Reproducing the energy source of the sun and stars here on earth is a great challenge. This requires that sustainable fusion reactions be produced in a plasma – an ionised, ultra low density gas – with a temperature of 100 million degrees. Fusion research is now on the threshold of demonstrating an energy-yielding plasma with the international ITER experimental reactor, now being built at Cadarache in France.
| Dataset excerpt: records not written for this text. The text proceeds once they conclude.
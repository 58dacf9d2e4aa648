//! Pointer events and injector commands.
//!
//! The state machine emits [`PointerEvent`]s; the control loop maps each to
//! an [`InjectorCommand`] for the injection backend. Commands can be
//! recorded as JSONL (one [`TimedCommand`] per line) for dry runs.

use serde::{Deserialize, Serialize};

use airpoint_common::clock::TimestampNs;

/// Discrete pointer event produced by gesture interpretation.
#[derive(Debug, Clone, Copy, PartialEq, Serialize, Deserialize)]
#[serde(tag = "type", rename_all = "snake_case")]
pub enum PointerEvent {
    /// Move the pointer to screen coordinates.
    Move { x: f64, y: f64 },
    Click,
    DoubleClick,
    RightClick,
    /// Press and hold the primary button.
    DragStart,
    /// Release the primary button.
    DragEnd,
    /// Wheel steps; positive scrolls up.
    Scroll { amount: i32 },
}

impl PointerEvent {
    /// Status text shown for this event. `Move` has none.
    pub fn action_label(&self) -> Option<String> {
        match self {
            Self::Move { .. } => None,
            Self::Click => Some("Click".to_string()),
            Self::DoubleClick => Some("Double Click".to_string()),
            Self::RightClick => Some("Right Click".to_string()),
            Self::DragStart => Some("Drag Start".to_string()),
            Self::DragEnd => Some("Drag End".to_string()),
            Self::Scroll { amount } => Some(format!("Scroll {amount}")),
        }
    }

    /// Phrase announced after the event is injected, if any.
    pub fn spoken_phrase(&self) -> Option<&'static str> {
        match self {
            Self::Click => Some("Click"),
            Self::DoubleClick => Some("Double click"),
            Self::RightClick => Some("Right click"),
            Self::DragStart => Some("Drag"),
            _ => None,
        }
    }
}

/// Mouse button identifier.
#[derive(Debug, Clone, Copy, PartialEq, Eq, Hash, Serialize, Deserialize)]
#[serde(rename_all = "snake_case")]
pub enum MouseButton {
    Left,
    Right,
}

/// A call on the pointer injector.
#[derive(Debug, Clone, Copy, PartialEq, Serialize, Deserialize)]
#[serde(tag = "op", rename_all = "snake_case")]
pub enum InjectorCommand {
    MoveTo { x: f64, y: f64 },
    MouseDown,
    MouseUp,
    Click { button: MouseButton },
    DoubleClick,
    Scroll { amount: i32 },
}

impl From<PointerEvent> for InjectorCommand {
    fn from(event: PointerEvent) -> Self {
        match event {
            PointerEvent::Move { x, y } => Self::MoveTo { x, y },
            PointerEvent::Click => Self::Click {
                button: MouseButton::Left,
            },
            PointerEvent::DoubleClick => Self::DoubleClick,
            PointerEvent::RightClick => Self::Click {
                button: MouseButton::Right,
            },
            PointerEvent::DragStart => Self::MouseDown,
            PointerEvent::DragEnd => Self::MouseUp,
            PointerEvent::Scroll { amount } => Self::Scroll { amount },
        }
    }
}

/// An injector command stamped with the session time it was issued.
#[derive(Debug, Clone, PartialEq, Serialize, Deserialize)]
pub struct TimedCommand {
    #[serde(rename = "t")]
    pub timestamp_ns: TimestampNs,

    #[serde(flatten)]
    pub command: InjectorCommand,
}

impl TimedCommand {
    pub fn new(timestamp_ns: TimestampNs, command: InjectorCommand) -> Self {
        Self {
            timestamp_ns,
            command,
        }
    }

    /// Timestamp as fractional seconds since session start.
    pub fn timestamp_secs(&self) -> f64 {
        self.timestamp_ns as f64 / 1_000_000_000.0
    }
}

/// Parse commands from JSONL content (one JSON object per line).
pub fn parse_commands(jsonl: &str) -> Result<Vec<TimedCommand>, serde_json::Error> {
    jsonl
        .lines()
        .map(str::trim)
        .filter(|line| !line.is_empty() && !line.starts_with('#'))
        .map(serde_json::from_str)
        .collect()
}

#[cfg(test)]
mod tests {
    use super::*;

    #[test]
    fn test_event_to_command_mapping() {
        assert_eq!(
            InjectorCommand::from(PointerEvent::Move { x: 10.0, y: 20.0 }),
            InjectorCommand::MoveTo { x: 10.0, y: 20.0 }
        );
        assert_eq!(
            InjectorCommand::from(PointerEvent::DragStart),
            InjectorCommand::MouseDown
        );
        assert_eq!(
            InjectorCommand::from(PointerEvent::DragEnd),
            InjectorCommand::MouseUp
        );
        assert_eq!(
            InjectorCommand::from(PointerEvent::Click),
            InjectorCommand::Click {
                button: MouseButton::Left
            }
        );
        assert_eq!(
            InjectorCommand::from(PointerEvent::RightClick),
            InjectorCommand::Click {
                button: MouseButton::Right
            }
        );
        assert_eq!(
            InjectorCommand::from(PointerEvent::Scroll { amount: -4 }),
            InjectorCommand::Scroll { amount: -4 }
        );
    }

    #[test]
    fn test_action_labels() {
        assert_eq!(PointerEvent::Move { x: 0.0, y: 0.0 }.action_label(), None);
        assert_eq!(
            PointerEvent::DoubleClick.action_label().as_deref(),
            Some("Double Click")
        );
        assert_eq!(
            PointerEvent::Scroll { amount: 3 }.action_label().as_deref(),
            Some("Scroll 3")
        );
    }

    #[test]
    fn test_only_discrete_actions_are_spoken() {
        assert_eq!(PointerEvent::DragStart.spoken_phrase(), Some("Drag"));
        assert_eq!(PointerEvent::DragEnd.spoken_phrase(), None);
        assert_eq!(PointerEvent::Scroll { amount: 1 }.spoken_phrase(), None);
    }

    #[test]
    fn test_timed_command_json_shape() {
        let cmd = TimedCommand::new(
            1_500_000_000,
            InjectorCommand::Click {
                button: MouseButton::Right,
            },
        );
        let json = serde_json::to_string(&cmd).unwrap();
        assert!(json.contains("\"t\":1500000000"));
        assert!(json.contains("\"op\":\"click\""));
        assert!(json.contains("\"button\":\"right\""));
        assert!((cmd.timestamp_secs() - 1.5).abs() < 1e-9);

        let parsed = parse_commands(&format!("# header\n{json}\n")).unwrap();
        assert_eq!(parsed, vec![cmd]);
    }
}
It has been a long way this far: Right after the start of research in the 1950s it became evident that in order to develop fusion intense fundamental research was needed to comprehend the highly complex, multiply interconnected processes in a plasma. Since then the goal has been approached step by step. The first devices were a factor of 50,000,000 short of the plasma values needed for ignition. At present the shortfall is just an order of magnitude. The record holder is the JET device, the Joint European Torus, at Culham, England, which has already achieved a fusion power of 16 megawatts. The JET plasma is, however, too small to attain a net gain of energy.

This is the objective of ITER, which is being worked on by fusion scientists from all over the world. It is to yield a fusion power of 500 megawatts, this being ten times as much as is needed for heating the plasma. ITER will then be succeeded by a demonstration device providing all functions of a power plant. In view of the planning, building and operation times needed for ITER and its successor a fusion power plant could thus be capable of yielding economically useful energy towards mid-century.

The reason for this persistence: The fuel for fusion, viz. deuterium and lithium, from which tritium is produced in the power plant, is available in unlimited quantity throughout the world. One gramme of it could release as much energy as eleven tons of coal.